- **WHAT TO WORK ON**:
Say how many lines in the listing below contain the word "UnsupportedRecognizer". Give the number alone.

- **SUPPLIED DATA**:
_____
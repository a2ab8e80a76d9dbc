//! # sentinel-core
//!
//! Attention & escalation engine for the CardioSentinel patient intake.
//!
//! ## Architecture
//!
//! ```text
//! user input ──► ActivityTracker ──► EscalationCoordinator (periodic check)
//!                                         │            │
//!                            ≥ 40 s idle  │            │  ≥ 5 min idle
//!                                         ▼            ▼
//!                                 VisionSession   DictationSession
//!                                 (camera, face   (recognizer, notes)
//!                                  + eye streaks)      │
//!                                         │       2 min countdown
//!                                         └──────┬─────┘
//!                                                ▼
//!                                     EmergencyDispatch (send once)
//! ```
//!
//! The coordinator task owns the escalation level; device loops run on
//! blocking threads and signal back over channels tagged with an arm epoch,
//! so activity-driven cancellation always wins over a stale escalate
//! decision. No subsystem failure is fatal: camera denial, missing speech
//! recognition or a failed dispatch degrade one subsystem and are reported
//! as status events.

#![forbid(unsafe_code)]
#![warn(clippy::all)]

pub mod activity;
pub mod contacts;
pub mod coordinator;
pub mod dictation;
pub mod dispatch;
pub mod error;
pub mod events;
pub mod intake;
pub mod location;
pub mod predict;
pub mod vision;

// Convenience re-exports for downstream crates
pub use activity::ActivityTracker;
pub use contacts::ContactDirectory;
pub use coordinator::{
    CoordinatorConfig, EngineDevices, EscalationCoordinator, EscalationHandle,
};
pub use dispatch::{DryRunDispatcher, EmergencyOutcome, EmergencyRequest, HttpDispatcher};
pub use error::SentinelError;
pub use events::{EscalationLevel, SentinelEvent, Subsystem, SubsystemStatus};
pub use intake::{IntakeForm, VitalsSnapshot};
pub use location::{FixedLocation, GeoPoint, NoLocation};
//! CardioSentinel headless host.
//!
//! Wires the escalation engine to settings, logging and a line-oriented
//! operator console:
//!
//! ```text
//! <any text>   record an activity event
//! panic        manual emergency trigger
//! status       print level, inactivity and subsystem statuses
//! quit         shut the coordinator down and exit
//! ```
//!
//! Without platform camera/speech integrations the host runs on scripted
//! demo devices, so the whole ladder — including dispatch dry-runs — can be
//! exercised from a terminal.

mod settings;

use std::sync::Arc;
use std::time::Duration;

use sentinel_core::contacts::ContactDirectory;
use sentinel_core::coordinator::{EngineDevices, EscalationCoordinator};
use sentinel_core::dictation::stub::UnsupportedRecognizer;
use sentinel_core::dictation::{Announcer, AnnouncerHandle, RecognizerHandle};
use sentinel_core::dispatch::{DispatchHandle, DryRunDispatcher, HttpDispatcher};
use sentinel_core::events::SentinelEvent;
use sentinel_core::intake::{self, IntakeForm};
use sentinel_core::location::{FixedLocation, GeoPoint, LocationHandle, NoLocation};
use sentinel_core::predict::PredictionClient;
use sentinel_core::vision::stub::{ScriptedDetectorBackend, ScriptedFrameSource};
use sentinel_core::vision::{CameraHandle, DetectorBackendHandle, Frame};
use settings::{default_settings_path, load_settings};
use tokio::io::{AsyncBufReadExt, BufReader};
use tracing::{info, warn};

/// Announcer for hosts without speech synthesis: prints what would have
/// been spoken.
struct ConsoleAnnouncer;

impl Announcer for ConsoleAnnouncer {
    fn announce(&mut self, text: &str) {
        println!("[announce] {text}");
    }
}

fn demo_devices(app: &settings::AppSettings) -> EngineDevices {
    // No platform camera or speech engine is compiled into this host yet;
    // scripted devices keep every ladder transition observable. Hosts with a
    // real classifier backend plug it in through DetectorBackend, fed by the
    // configured artifact URLs.
    warn!("no platform camera/speech integration — using scripted demo devices");
    info!(
        face_model = %app.face_model_url,
        eye_model = %app.eye_model_url,
        "classifier artifacts configured"
    );

    let camera = CameraHandle::new(ScriptedFrameSource::new(
        vec![Frame::solid(64, 48, 128, 128, 128)],
        Duration::from_millis(33),
        true,
    ));
    let detectors = DetectorBackendHandle::new(ScriptedDetectorBackend::attentive());
    let recognizer = RecognizerHandle::new(UnsupportedRecognizer);
    let announcer = AnnouncerHandle::new(ConsoleAnnouncer);

    let location: LocationHandle = match (app.latitude, app.longitude) {
        (Some(latitude), Some(longitude)) => Arc::new(FixedLocation(GeoPoint {
            latitude,
            longitude,
        })),
        _ => Arc::new(NoLocation),
    };

    let dispatcher: DispatchHandle = match &app.service_base_url {
        Some(base_url) => {
            info!(%base_url, "dispatching through the emergency service");
            Arc::new(HttpDispatcher::new(base_url))
        }
        None => {
            warn!("no service URL configured — emergency dispatch runs dry");
            Arc::new(DryRunDispatcher::new())
        }
    };

    EngineDevices {
        camera,
        detectors,
        recognizer,
        announcer,
        location,
        dispatcher,
    }
}

fn print_event(event: &SentinelEvent) {
    match event {
        SentinelEvent::Level { level, reason, .. } => match reason {
            Some(reason) => println!("[level] {level:?} — {reason}"),
            None => println!("[level] {level:?}"),
        },
        SentinelEvent::Status {
            subsystem,
            status,
            detail,
            ..
        } => match detail {
            Some(detail) => println!("[{subsystem:?}] {status} ({detail})"),
            None => println!("[{subsystem:?}] {status}"),
        },
        SentinelEvent::Notes { text, .. } => println!("[notes] {text}"),
        SentinelEvent::Dispatch {
            delivered, summary, ..
        } => {
            if *delivered {
                println!("[dispatch] {summary}");
            } else {
                println!("[dispatch] FAILED — {summary}");
            }
        }
    }
}

#[tokio::main]
async fn main() -> anyhow::Result<()> {
    // ── Tracing ───────────────────────────────────────────────────────────
    tracing_subscriber::fmt()
        .with_env_filter(
            tracing_subscriber::EnvFilter::try_from_default_env()
                .unwrap_or_else(|_| "sentinel=info".parse().unwrap()),
        )
        .init();

    info!("CardioSentinel starting");

    let settings_path = default_settings_path();
    let mut app_settings = load_settings(&settings_path);
    app_settings.apply_env_overrides();
    info!(
        settings_path = ?settings_path,
        vision_after_secs = app_settings.vision_after_secs,
        dictation_after_secs = app_settings.dictation_after_secs,
        silence_countdown_secs = app_settings.silence_countdown_secs,
        contacts = app_settings.emergency_contacts.len(),
        "runtime settings loaded"
    );

    // ── Engine setup ──────────────────────────────────────────────────────
    let contacts = ContactDirectory::new(
        app_settings.emergency_contacts.clone(),
        app_settings.emergency_primary_number.clone(),
    );
    let intake = intake::shared(IntakeForm {
        name: "Demo Patient".into(),
        ..IntakeForm::default()
    });

    let coordinator = EscalationCoordinator::new(
        app_settings.coordinator_config(),
        demo_devices(&app_settings),
        Arc::clone(&intake),
        contacts,
    );

    let mut events = coordinator.subscribe();
    tokio::spawn(async move {
        loop {
            match events.recv().await {
                Ok(event) => print_event(&event),
                Err(tokio::sync::broadcast::error::RecvError::Lagged(missed)) => {
                    warn!(missed, "event feed lagged");
                }
                Err(tokio::sync::broadcast::error::RecvError::Closed) => break,
            }
        }
    });

    coordinator.start()?;
    let handle = coordinator.handle();

    println!("type to register activity; 'panic' = manual trigger; 'status'; 'predict'; 'quit'");

    // ── Operator console ──────────────────────────────────────────────────
    let mut lines = BufReader::new(tokio::io::stdin()).lines();
    while let Some(line) = lines.next_line().await? {
        match line.trim() {
            "quit" => break,
            "panic" => {
                handle.trigger_manual();
                println!("manual emergency trigger sent");
            }
            "status" => {
                let board = coordinator.statuses();
                println!(
                    "level: {:?} — inactive for {:?}",
                    handle.level(),
                    handle.elapsed_inactivity()
                );
                println!(
                    "vision: {}{}",
                    board.vision,
                    board
                        .vision_detail
                        .as_deref()
                        .map(|d| format!(" ({d})"))
                        .unwrap_or_default()
                );
                println!(
                    "dictation: {}{}",
                    board.dictation,
                    board
                        .dictation_detail
                        .as_deref()
                        .map(|d| format!(" ({d})"))
                        .unwrap_or_default()
                );
            }
            "predict" => match &app_settings.service_base_url {
                Some(base_url) => {
                    let client = PredictionClient::new(base_url);
                    let form = intake.lock().clone();
                    match tokio::task::spawn_blocking(move || client.predict(&form)).await? {
                        Ok(report) => println!(
                            "risk: {} ({:.1}%) — {}",
                            report.risk_category, report.risk_score, report.advisory_message
                        ),
                        Err(e) => println!("prediction failed: {e}"),
                    }
                }
                None => println!("no service URL configured"),
            },
            "" => {
                handle.record_activity();
            }
            text => {
                intake.lock().append_notes(text);
                handle.record_activity();
                println!("activity recorded");
            }
        }
    }

    coordinator.shutdown();
    info!("CardioSentinel stopped");
    Ok(())
}
//! Last-input timestamp tracking.
//!
//! The tracker is the only piece of state written from multiple event
//! sources (keyboard handlers, dictation finals, manual actions), so it sits
//! behind a mutex rather than any batching scheme: the coordinator's
//! periodic check must always observe the most recent mark.
//!
//! Cancelling sessions on activity is *not* done here — the tracker is a
//! leaf. `EscalationHandle::record_activity` marks the tracker and then asks
//! the coordinator task (the sole owner of the escalation level) to reset.

use std::sync::Arc;
use std::time::{Duration, Instant};

use parking_lot::Mutex;

/// Cloneable handle to the shared last-input timestamp.
#[derive(Debug, Clone)]
pub struct ActivityTracker {
    last_input_at: Arc<Mutex<Instant>>,
}

impl ActivityTracker {
    /// Create a tracker whose last input is "now".
    pub fn new() -> Self {
        Self {
            last_input_at: Arc::new(Mutex::new(Instant::now())),
        }
    }

    /// Record a recognized user input event.
    pub fn mark(&self) {
        *self.last_input_at.lock() = Instant::now();
    }

    /// Duration since the last recorded input.
    pub fn elapsed(&self) -> Duration {
        self.last_input_at.lock().elapsed()
    }
}

impl Default for ActivityTracker {
    fn default() -> Self {
        Self::new()
    }
}

#[cfg(test)]
mod tests {
    use super::*;
    use std::thread;

    #[test]
    fn elapsed_grows_until_marked() {
        let tracker = ActivityTracker::new();
        thread::sleep(Duration::from_millis(20));
        let before = tracker.elapsed();
        assert!(before >= Duration::from_millis(20));

        tracker.mark();
        assert!(tracker.elapsed() < before);
    }

    #[test]
    fn clones_share_the_same_timestamp() {
        let tracker = ActivityTracker::new();
        let clone = tracker.clone();
        thread::sleep(Duration::from_millis(20));
        clone.mark();
        assert!(tracker.elapsed() < Duration::from_millis(20));
    }
}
_____
- **RESPONSE BOX**:
2